We believe it is imperative that the investment industry unite in driving broader social change, and we stand by you to help implement socially responsible practices into your investment process.
What Are The Social Factors?
OWL Analytics aggregates and optimizes over 100 million ESG data points for 25,000+ companies across 400+ sources of ESG research. This broad analytical foundation eliminates much of the subjectivity inherent in tracking non-standardized investment themes. The purpose of measuring companies against these ESG factors is to quantify how well a company manages their material risks and opportunities relating to their impact on the environment, their stakeholder relationships, and their internal governance procedures.

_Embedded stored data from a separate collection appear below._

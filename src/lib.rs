//! MargaNav - Camera free-space scanner and direction controller
//!
//! Turns each camera frame into one of three steering commands ("Move Left",
//! "Move Forward", "Move Right") by splitting a binary obstacle mask into
//! vertical slices and steering toward the slice with the most free space.
//!
//! ## Pipeline
//!
//! ```text
//! Frame ─► grayscale ─► inverted threshold ─► blur ─► ObstacleMask
//!                                                          │
//!                                  SliceLayout ─► FreeSpaceVector ─► argmax ─► Command
//!                                                                                 │
//!                                                               PathHistory ◄─────┘
//! ```
//!
//! - [`source`]: where frames come from (image directory, synthetic camera)
//! - [`engine`]: per-frame mask, slice scan and decision
//! - [`render`]: annotated overlay with bars, highlight and decision trail
//! - [`runner`]: the frame loop tying source, engine, sink and operator control

pub mod config;
pub mod control;
pub mod decision;
pub mod engine;
pub mod error;
pub mod render;
pub mod runner;
pub mod scanner;
pub mod sink;
pub mod snapshot;
pub mod source;
pub mod vision;

// Re-export commonly used types
pub use config::{Config, FreeCriterion};
pub use decision::{Command, Decision, DecisionRecord, PathHistory};
pub use engine::{DecisionEngine, FrameAnalysis};
pub use error::{Error, Result};
pub use runner::{RunSummary, Runner, StopReason};
pub use scanner::{FreeSpaceVector, SliceLayout};
pub use source::{FrameSource, create_source};
pub use vision::{Frame, ObstacleMask};
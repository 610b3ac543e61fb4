//! Frame handling and obstacle mask construction.

pub mod filter;
pub mod frame;
pub mod mask;

pub use frame::Frame;
pub use mask::{MaskBuilder, ObstacleMask};
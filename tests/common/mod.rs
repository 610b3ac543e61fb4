//! Test utilities for MargaNav integration tests.
//!
//! Frame builders for known free-space layouts.

#![allow(dead_code)]

use image::{Rgb, RgbImage};
use marga_nav::Frame;
use marga_nav::config::Config;

/// Luminance well below the default threshold (reads as free)
pub const DARK: Rgb<u8> = Rgb([10, 10, 10]);
/// Luminance above the default threshold (reads as obstacle)
pub const BRIGHT: Rgb<u8> = Rgb([250, 250, 250]);

/// Bright frame with a dark (free) band covering columns `[x0, x1)`.
pub fn corridor_frame(width: u32, height: u32, x0: u32, x1: u32) -> Frame {
    let img = RgbImage::from_fn(width, height, |x, _| {
        if x >= x0 && x < x1 { DARK } else { BRIGHT }
    });
    Frame::new(img).unwrap()
}

/// Frame whose slice `i` has `free[i]` dark columns at its left edge.
///
/// With smoothing disabled and `height == 1` the free-space vector equals
/// `free` exactly.
pub fn slice_profile_frame(slice_width: u32, height: u32, free: &[u32]) -> Frame {
    let width = slice_width * free.len() as u32;
    let img = RgbImage::from_fn(width, height, |x, _| {
        let slice = (x / slice_width) as usize;
        if x % slice_width < free[slice] { DARK } else { BRIGHT }
    });
    Frame::new(img).unwrap()
}

/// Defaults with smoothing off and no waiting between frames.
pub fn exact_config() -> Config {
    let mut config = Config::default();
    config.scanner.blur_kernel = 1;
    config.control.poll_interval_ms = 0;
    config.control.keyboard = false;
    config
}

OWL organizes the ‘S’ in ESG into 6 factors bucketed into 2 broad categories that are aligned with the United Nations Principles for Responsible Investment (UN PRI) sustainable development goals.:
1. Social – Employees
- Compensation & Satisfaction
- Diversity & Rights
- Education & Work Conditions
2. Social – Citizens
- Community & Charity
- Human Rights
- Sustainability Integration
Measuring the Investment Importance of Social Factors
Last summer, we published a Factor Spotlight on Socially Conscious investing. To summarize this piece, we found that our portfolios built to isolate the Social factors ALL showed positive performance between Jan 2015 and June 2019. These portfolios were designed as long/short market and sector neutral with a pure focus on the Social factors. Below is a summary table showing this insight.
We found this to be an encouraging piece of evidence. In the following weeks we will dive deeper into each of these factors and also highlight recent performance.
The Multi-Trillion Dollar Question – Can The Investment Community Unite For Social Change?
This week, we were encouraged to see bold actions to the Black Lives Matter movement taken by many companies, including Bank of America and Nike. As a community that invests trillions of dollars each year into the financial markets, we can make an impact of immense proportions not just this year, but every year.
OWL Analytics and Omega Point looks forward to partnering with many of you so that we may all realize this vision.